The Work Group notes that a variety of endpoints, clinical and subclinical, were included in the reviewed articles. No evidence on discrimination, calibration, net reclassification index, or cost-effectiveness was provided.
|13.||Den Ruijter et al., 2012 (18)||CIMT||This article is an individual-level meta-analysis of “14 population-based cohorts contributing data for 45 828 individuals. During a median follow-up of 11 years, 4007 first-time MIs or strokes occurred.”|
“We first refitted the risk factors of the FRS and then extended the model with common CIMT measurements to estimate the absolute 10-year risks to develop a first-time MI or stroke in both models. The C-statistic of both models was similar (0.757; 95% CI, 0.749–0.764; and 0.759; 95% CI, 0.752–0.766). The net reclassification improvement with the addition of common CIMT was small (0.8%; 95% CI, 0.1%–1.6%). In those at intermediate risk, the net reclassification improvement was 3.6% in all individuals (95% CI, 2.7%–4.6%) and no differences between men and women.”
“The addition of common CIMT measurements to the FRS was associated with small improvement in 10-year risk prediction of first-time MI or stroke, but this improvement is unlikely to be of clinical importance.”
The Work Group judged this article to provide the strongest evidence available on the potential value of CIMT to risk assessment. The Work Group also has concerns about measurement issues.

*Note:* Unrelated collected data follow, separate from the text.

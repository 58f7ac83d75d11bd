//! Site command handlers.

use serde::Serialize;
use tabled::Tabled;

use vaccimap_core::{Command as CoreCommand, CommandResult, PinColor, SiteKind, SiteRecord, SiteReport};

use crate::cli::{GlobalOpts, SitesArgs, SitesCommand};
use crate::error::CliError;
use crate::output;

use super::{Session, util};

// ── Views ────────────────────────────────────────────────────────────

/// Serialized form of a site for JSON/YAML output.
#[derive(Debug, Serialize)]
pub struct SiteView {
    pub key: String,
    pub coordinates: String,
    pub kind: SiteKind,
    pub available: bool,
    pub wait_time_minutes: Option<u32>,
    pub pin: PinColor,
    pub pin_hex: &'static str,
}

impl From<&SiteRecord> for SiteView {
    fn from(site: &SiteRecord) -> Self {
        let pin = site.color();
        Self {
            key: site.coordinate_key.as_str().to_owned(),
            coordinates: site.coordinate_key.display(),
            kind: site.kind,
            available: site.available,
            wait_time_minutes: site.wait_time_minutes,
            pin,
            pin_hex: pin.hex(),
        }
    }
}

#[derive(Tabled)]
struct SiteRow {
    #[tabled(rename = "Coordinates")]
    coordinates: String,
    #[tabled(rename = "Kind")]
    kind: String,
    #[tabled(rename = "Available")]
    available: &'static str,
    #[tabled(rename = "Wait")]
    wait: String,
    #[tabled(rename = "Pin")]
    pin: String,
}

fn site_row(site: &SiteView, colored: bool) -> SiteRow {
    SiteRow {
        coordinates: site.coordinates.clone(),
        kind: site.kind.label().to_owned(),
        available: if site.available { "yes" } else { "no" },
        wait: util::wait_label(site.wait_time_minutes),
        pin: output::pin_swatch(site.pin, colored),
    }
}

fn site_detail(site: &SiteView, colored: bool) -> String {
    let row = site_row(site, colored);
    output::detail_lines(&[
        ("Coordinates", row.coordinates),
        ("Key", site.key.clone()),
        ("Kind", row.kind),
        ("Available", row.available.into()),
        ("Wait", row.wait),
        ("Pin", format!("{} ({})", row.pin, site.pin_hex)),
    ])
}

// ── Handler ──────────────────────────────────────────────────────────

pub async fn handle(session: Session, args: SitesArgs, global: &GlobalOpts) -> Result<(), CliError> {
    let colored = output::should_color(&global.color);

    match args.command {
        SitesCommand::List(filter_args) => {
            let filter = util::site_filter(&filter_args);
            let snapshot = session
                .oneshot(|c| async move { Ok(c.sites_snapshot()) })
                .await?;

            let views: Vec<SiteView> = snapshot
                .iter()
                .filter(|site| filter.matches(site))
                .map(|site| SiteView::from(site.as_ref()))
                .collect();

            let out = output::render_list(
                &global.output,
                &views,
                |s| site_row(s, colored),
                |s| s.coordinates.clone(),
            )?;
            output::print_output(&out, global.quiet);
            Ok(())
        }

        SitesCommand::Get(at) => {
            let key = util::coordinate_key(&at)?;
            let site = session
                .oneshot(|c| async move { c.require_site(&key) })
                .await?;

            let view = SiteView::from(site.as_ref());
            let out = output::render_single(
                &global.output,
                &view,
                |s| site_detail(s, colored),
                |s| s.key.clone(),
            )?;
            output::print_output(&out, global.quiet);
            Ok(())
        }

        SitesCommand::Report {
            at,
            kind,
            wait,
            unavailable,
            comment,
        } => {
            let report = SiteReport {
                latitude: at.latitude,
                longitude: at.longitude,
                kind: util::site_kind(kind),
                wait_time_minutes: wait,
                available: !unavailable,
                comment,
            };
            let result = session
                .oneshot(|c| async move { c.execute(CoreCommand::ReportSite(report)).await })
                .await?;

            if let CommandResult::Reported { key, comment } = result {
                if !global.quiet {
                    eprintln!("Site reported at {}", key.display());
                    if comment.is_some() {
                        eprintln!("Comment added");
                    }
                }
            }
            Ok(())
        }

        SitesCommand::Remove(at) => {
            let key = util::coordinate_key(&at)?;
            let prompt = format!("Remove the site at {}?", key.display());
            if !util::confirm(&prompt, global.yes, "sites remove")? {
                return Ok(());
            }

            let display = key.display();
            session
                .oneshot(|c| async move {
                    let site = c.require_site(&key)?;
                    c.execute(CoreCommand::RemoveSite {
                        kind: site.collection,
                        key,
                    })
                    .await
                })
                .await?;
            if !global.quiet {
                eprintln!("Site at {display} removed");
            }
            Ok(())
        }
    }
}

Standardization of CIMT measurement is a major challenge.
ABI indicates ankle-brachial index; ApoB, apolipoprotein B; BMI, body mass index; ASCVD, atherosclerotic cardiovascular disease; CAC, coronary artery calcium; CHD, coronary heart disease; CI, confidence interval; CIMT, carotid intima-media thickness; CRP, C-reactive protein; CVD, cardiovascular disease; FMD, flow-mediated dilation; FRS, Framingham Risk Score; HDL-C, high-density lipoprotein cholesterol; hs-CRP, high-sensitivity C-reactive protein; IDI, integrative discrimination index; JUPITER, Justification for the Use of Statins in Primary Prevention: An Intervention Trial Evaluating Rosuvastatin; LDL-C, low-density lipoprotein cholesterol; MESA, Multi-Ethnic Study of Atherosclerosis; NRI, net reclassification index; PAD, peripheral artery disease; MI, myocardial infarction; and USPSTF, U.S. Preventive Services Task Force.